Material shown section start
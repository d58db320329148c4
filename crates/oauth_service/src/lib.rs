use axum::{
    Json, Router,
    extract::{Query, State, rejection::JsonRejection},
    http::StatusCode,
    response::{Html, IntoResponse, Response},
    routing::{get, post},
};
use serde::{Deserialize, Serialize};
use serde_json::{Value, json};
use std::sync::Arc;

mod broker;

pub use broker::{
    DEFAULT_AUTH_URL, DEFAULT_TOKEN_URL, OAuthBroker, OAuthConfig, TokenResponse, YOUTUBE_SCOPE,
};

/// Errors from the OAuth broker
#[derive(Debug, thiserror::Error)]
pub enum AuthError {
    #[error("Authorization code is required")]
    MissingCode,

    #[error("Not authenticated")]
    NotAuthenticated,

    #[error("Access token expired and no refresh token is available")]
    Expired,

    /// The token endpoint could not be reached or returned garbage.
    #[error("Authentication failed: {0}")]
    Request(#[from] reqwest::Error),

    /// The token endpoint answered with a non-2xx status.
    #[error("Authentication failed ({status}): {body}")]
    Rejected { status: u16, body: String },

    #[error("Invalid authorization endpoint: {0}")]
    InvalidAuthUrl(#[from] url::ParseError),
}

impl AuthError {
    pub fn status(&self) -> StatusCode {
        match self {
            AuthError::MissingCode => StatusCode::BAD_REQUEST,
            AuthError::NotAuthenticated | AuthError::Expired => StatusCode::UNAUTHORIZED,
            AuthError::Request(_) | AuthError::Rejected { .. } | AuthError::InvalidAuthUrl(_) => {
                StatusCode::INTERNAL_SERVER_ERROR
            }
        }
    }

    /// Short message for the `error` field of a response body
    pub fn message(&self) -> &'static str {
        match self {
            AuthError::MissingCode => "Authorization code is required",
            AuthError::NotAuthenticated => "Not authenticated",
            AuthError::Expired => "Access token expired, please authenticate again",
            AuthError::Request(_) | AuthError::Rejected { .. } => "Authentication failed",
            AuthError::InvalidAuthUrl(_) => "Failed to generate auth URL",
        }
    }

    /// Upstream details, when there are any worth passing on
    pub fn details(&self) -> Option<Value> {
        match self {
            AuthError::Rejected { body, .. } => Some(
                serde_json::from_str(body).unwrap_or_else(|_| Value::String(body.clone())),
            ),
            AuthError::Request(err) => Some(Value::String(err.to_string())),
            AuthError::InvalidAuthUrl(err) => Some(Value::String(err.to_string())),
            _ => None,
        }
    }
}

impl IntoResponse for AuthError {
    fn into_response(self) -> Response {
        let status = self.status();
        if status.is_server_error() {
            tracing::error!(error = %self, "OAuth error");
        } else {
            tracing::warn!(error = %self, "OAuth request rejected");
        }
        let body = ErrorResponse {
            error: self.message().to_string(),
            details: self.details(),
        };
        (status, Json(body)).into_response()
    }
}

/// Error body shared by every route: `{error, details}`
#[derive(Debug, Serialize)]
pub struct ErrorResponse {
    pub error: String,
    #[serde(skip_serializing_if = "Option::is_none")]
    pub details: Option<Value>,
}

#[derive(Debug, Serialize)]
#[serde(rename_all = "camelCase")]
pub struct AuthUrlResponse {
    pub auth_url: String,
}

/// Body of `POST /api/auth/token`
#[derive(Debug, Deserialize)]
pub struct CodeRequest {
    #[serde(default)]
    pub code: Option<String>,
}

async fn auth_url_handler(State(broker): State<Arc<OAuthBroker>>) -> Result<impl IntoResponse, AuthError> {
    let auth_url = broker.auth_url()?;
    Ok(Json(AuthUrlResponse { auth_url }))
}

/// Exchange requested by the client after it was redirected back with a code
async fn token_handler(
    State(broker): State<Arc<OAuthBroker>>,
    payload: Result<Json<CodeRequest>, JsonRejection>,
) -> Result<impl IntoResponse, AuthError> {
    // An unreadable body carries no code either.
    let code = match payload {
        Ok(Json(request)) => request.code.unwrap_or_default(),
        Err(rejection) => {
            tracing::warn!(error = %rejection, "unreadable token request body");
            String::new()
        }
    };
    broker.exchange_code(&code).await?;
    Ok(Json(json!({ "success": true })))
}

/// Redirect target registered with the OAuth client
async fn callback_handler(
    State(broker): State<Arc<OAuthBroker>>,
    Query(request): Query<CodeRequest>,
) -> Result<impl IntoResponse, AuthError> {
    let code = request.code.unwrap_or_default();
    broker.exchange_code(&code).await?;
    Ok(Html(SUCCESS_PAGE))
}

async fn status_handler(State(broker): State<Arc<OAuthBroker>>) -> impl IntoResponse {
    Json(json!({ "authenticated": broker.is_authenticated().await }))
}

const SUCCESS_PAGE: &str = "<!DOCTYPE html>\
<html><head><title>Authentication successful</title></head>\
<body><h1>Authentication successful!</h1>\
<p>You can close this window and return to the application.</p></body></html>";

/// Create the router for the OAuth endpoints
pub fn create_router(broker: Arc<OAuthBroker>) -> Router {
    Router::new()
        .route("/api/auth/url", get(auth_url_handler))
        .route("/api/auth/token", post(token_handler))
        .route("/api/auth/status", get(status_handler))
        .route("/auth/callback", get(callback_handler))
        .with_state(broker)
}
Material shown section end
▸ **What you have to do**:
Show every line of the entries above where the word "Deserialize" occurs.

▸ **Exercise answer**:
use serde::{Deserialize, Serialize};
#[derive(Debug, Deserialize)]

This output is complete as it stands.